Tom Brady has racked up some impressive numbers over eight games, but are they enough to surpass Cowboys running back Ezekiel Elliott or Raiders quarterback Derek Carr in the MVP race?

The Patriots have gone 7-1 since Brady returned from his four-game suspension to start the year, and the league's all-time winningest quarterback has completed 68.9 percent of his passes in that stretch (third in the league) for 2,470 yards. He has 19 touchdowns, he's been picked once, and he is averaging 8.2 yards per attempt (third), giving him a 113.1 quarterback rating (first). 

According to Bovada, he's currently the third-best bet to win MVP at 15/2, down from 4/1 last week. Ahead of him?
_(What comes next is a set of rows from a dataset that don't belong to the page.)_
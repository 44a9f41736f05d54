//! Window + runtime loop.
//!
//! Owns the `winit` EventLoop and Window, wires them to the GPU layer and
//! paces redraws.

mod runtime;

pub use runtime::{Runtime, RuntimeConfig, RuntimeCtx};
Both Elliott (12/5) and Carr (7/2). 

The Carr comparison is an interesting one for obvious reasons. Because they play the same position, it's easier to match up their stats. In 12 games, Carr has completed 65.5 percent of his passes (12th) for 3,375 yards (fourth), 24 touchdowns (seventh) and five interceptions. He's averaging 7.4 yards per attempt (15th), and  he has a rating of 100.3 (seventh).

While Carr has the statistical advantage of playing in four more games than Brady has, he's also led his team to a record of 10-2 and the No. 1 seed in the AFC at the moment. (The Raiders hold the strength-of-victory tiebreaker edge over the Patriots, who are also 10-2.)

Meanwhile, Elliott, the talented rookie out of Ohio State who has the benefit of running behind arguably the league's best offensive line, has racked up 263 carries for 1,285 yards and 12 touchdowns this season. He's also posted 28 catches for 322 yards and a score. He leads the league in total rush yards, he's second in the league in rushing touchdowns behind Patriots running back LeGarrette Blount, and he's fourth in yards per attempt (4.9).